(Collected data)
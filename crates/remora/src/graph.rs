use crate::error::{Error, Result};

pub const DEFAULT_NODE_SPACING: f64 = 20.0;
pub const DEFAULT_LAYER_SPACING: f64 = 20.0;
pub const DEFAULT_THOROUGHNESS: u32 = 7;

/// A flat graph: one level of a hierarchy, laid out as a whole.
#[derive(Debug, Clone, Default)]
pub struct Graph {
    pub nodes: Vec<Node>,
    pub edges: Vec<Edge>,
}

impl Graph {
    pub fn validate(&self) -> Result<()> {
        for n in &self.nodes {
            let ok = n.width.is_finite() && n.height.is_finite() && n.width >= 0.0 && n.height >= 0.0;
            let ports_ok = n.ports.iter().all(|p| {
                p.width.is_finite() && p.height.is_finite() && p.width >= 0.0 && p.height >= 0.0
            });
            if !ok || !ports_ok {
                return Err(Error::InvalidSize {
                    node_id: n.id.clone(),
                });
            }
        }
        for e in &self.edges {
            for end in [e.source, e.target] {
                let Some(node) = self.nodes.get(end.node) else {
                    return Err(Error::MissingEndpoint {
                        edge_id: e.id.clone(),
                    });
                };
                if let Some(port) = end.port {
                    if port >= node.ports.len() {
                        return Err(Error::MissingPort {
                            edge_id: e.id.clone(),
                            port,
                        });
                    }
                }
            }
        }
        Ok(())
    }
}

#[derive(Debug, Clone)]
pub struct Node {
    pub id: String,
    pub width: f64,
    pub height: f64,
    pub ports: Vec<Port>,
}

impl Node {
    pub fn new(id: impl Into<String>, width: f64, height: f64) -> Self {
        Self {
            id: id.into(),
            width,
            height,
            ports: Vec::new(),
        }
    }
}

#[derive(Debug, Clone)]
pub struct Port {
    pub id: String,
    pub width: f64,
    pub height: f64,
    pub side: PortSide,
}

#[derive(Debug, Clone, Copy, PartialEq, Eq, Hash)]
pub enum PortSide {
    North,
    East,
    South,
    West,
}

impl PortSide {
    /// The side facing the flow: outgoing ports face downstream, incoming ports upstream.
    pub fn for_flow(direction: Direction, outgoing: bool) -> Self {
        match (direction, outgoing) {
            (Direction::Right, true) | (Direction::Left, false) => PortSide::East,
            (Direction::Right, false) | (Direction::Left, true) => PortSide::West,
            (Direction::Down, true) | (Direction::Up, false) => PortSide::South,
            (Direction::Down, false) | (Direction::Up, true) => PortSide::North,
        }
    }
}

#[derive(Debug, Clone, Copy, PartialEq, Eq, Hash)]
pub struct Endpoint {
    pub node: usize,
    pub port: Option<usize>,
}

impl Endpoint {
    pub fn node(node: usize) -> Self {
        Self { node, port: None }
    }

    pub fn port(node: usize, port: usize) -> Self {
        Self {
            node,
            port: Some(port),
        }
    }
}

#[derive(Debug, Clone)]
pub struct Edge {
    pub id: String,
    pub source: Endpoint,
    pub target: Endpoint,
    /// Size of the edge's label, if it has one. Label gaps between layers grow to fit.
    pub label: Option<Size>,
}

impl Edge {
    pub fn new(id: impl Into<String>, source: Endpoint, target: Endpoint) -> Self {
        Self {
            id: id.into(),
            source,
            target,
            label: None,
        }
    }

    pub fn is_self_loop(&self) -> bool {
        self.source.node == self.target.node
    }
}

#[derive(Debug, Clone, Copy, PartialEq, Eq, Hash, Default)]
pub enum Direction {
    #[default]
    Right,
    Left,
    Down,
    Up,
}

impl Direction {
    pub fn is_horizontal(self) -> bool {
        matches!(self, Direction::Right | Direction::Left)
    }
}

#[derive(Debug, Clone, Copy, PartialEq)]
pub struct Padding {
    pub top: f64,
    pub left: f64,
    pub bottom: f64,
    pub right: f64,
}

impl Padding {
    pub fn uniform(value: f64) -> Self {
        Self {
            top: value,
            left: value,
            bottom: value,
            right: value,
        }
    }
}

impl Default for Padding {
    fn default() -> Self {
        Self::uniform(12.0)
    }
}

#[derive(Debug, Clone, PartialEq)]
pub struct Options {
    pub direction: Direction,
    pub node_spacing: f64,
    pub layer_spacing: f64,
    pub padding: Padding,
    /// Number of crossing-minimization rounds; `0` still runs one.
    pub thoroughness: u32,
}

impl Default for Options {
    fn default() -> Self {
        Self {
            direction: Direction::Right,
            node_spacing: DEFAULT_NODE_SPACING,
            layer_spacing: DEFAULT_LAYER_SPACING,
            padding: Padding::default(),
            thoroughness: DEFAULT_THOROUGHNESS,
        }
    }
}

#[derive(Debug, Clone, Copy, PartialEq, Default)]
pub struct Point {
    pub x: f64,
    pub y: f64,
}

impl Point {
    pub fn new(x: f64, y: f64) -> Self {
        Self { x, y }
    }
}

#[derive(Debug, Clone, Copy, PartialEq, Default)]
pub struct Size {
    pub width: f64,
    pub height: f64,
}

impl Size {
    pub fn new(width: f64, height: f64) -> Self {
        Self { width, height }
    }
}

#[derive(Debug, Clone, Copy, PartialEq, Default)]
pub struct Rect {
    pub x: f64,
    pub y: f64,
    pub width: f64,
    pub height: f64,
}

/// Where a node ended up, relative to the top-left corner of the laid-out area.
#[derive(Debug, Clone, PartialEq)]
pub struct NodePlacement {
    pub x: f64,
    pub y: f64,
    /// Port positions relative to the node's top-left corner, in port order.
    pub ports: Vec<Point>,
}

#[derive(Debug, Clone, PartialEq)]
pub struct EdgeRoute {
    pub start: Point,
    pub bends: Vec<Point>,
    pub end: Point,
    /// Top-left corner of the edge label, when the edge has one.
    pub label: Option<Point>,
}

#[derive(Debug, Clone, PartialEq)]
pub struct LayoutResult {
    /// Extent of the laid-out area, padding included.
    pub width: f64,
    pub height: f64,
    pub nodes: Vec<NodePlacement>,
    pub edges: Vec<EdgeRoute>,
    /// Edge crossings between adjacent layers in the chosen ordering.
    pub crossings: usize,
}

_YOUR ASSIGNMENT_. Looking at the entries above, can you reproduce exactly the lines from the one that holds "pub const DEFAULT_THOROUGHNESS: u32 = 7;" through the one that holds "match (direction, outgoing)", and only those?

_FINAL ANSWER_.
pub const DEFAULT_THOROUGHNESS: u32 = 7;

/// A flat graph: one level of a hierarchy, laid out as a whole.
#[derive(Debug, Clone, Default)]
pub struct Graph {
    pub nodes: Vec<Node>,
    pub edges: Vec<Edge>,
}

impl Graph {
    pub fn validate(&self) -> Result<()> {
        for n in &self.nodes {
            let ok = n.width.is_finite() && n.height.is_finite() && n.width >= 0.0 && n.height >= 0.0;
            let ports_ok = n.ports.iter().all(|p| {
                p.width.is_finite() && p.height.is_finite() && p.width >= 0.0 && p.height >= 0.0
            });
            if !ok || !ports_ok {
                return Err(Error::InvalidSize {
                    node_id: n.id.clone(),
                });
            }
        }
        for e in &self.edges {
            for end in [e.source, e.target] {
                let Some(node) = self.nodes.get(end.node) else {
                    return Err(Error::MissingEndpoint {
                        edge_id: e.id.clone(),
                    });
                };
                if let Some(port) = end.port {
                    if port >= node.ports.len() {
                        return Err(Error::MissingPort {
                            edge_id: e.id.clone(),
                            port,
                        });
                    }
                }
            }
        }
        Ok(())
    }
}

#[derive(Debug, Clone)]
pub struct Node {
    pub id: String,
    pub width: f64,
    pub height: f64,
    pub ports: Vec<Port>,
}

impl Node {
    pub fn new(id: impl Into<String>, width: f64, height: f64) -> Self {
        Self {
            id: id.into(),
            width,
            height,
            ports: Vec::new(),
        }
    }
}

#[derive(Debug, Clone)]
pub struct Port {
    pub id: String,
    pub width: f64,
    pub height: f64,
    pub side: PortSide,
}

#[derive(Debug, Clone, Copy, PartialEq, Eq, Hash)]
pub enum PortSide {
    North,
    East,
    South,
    West,
}

impl PortSide {
    /// The side facing the flow: outgoing ports face downstream, incoming ports upstream.
    pub fn for_flow(direction: Direction, outgoing: bool) -> Self {
        match (direction, outgoing) {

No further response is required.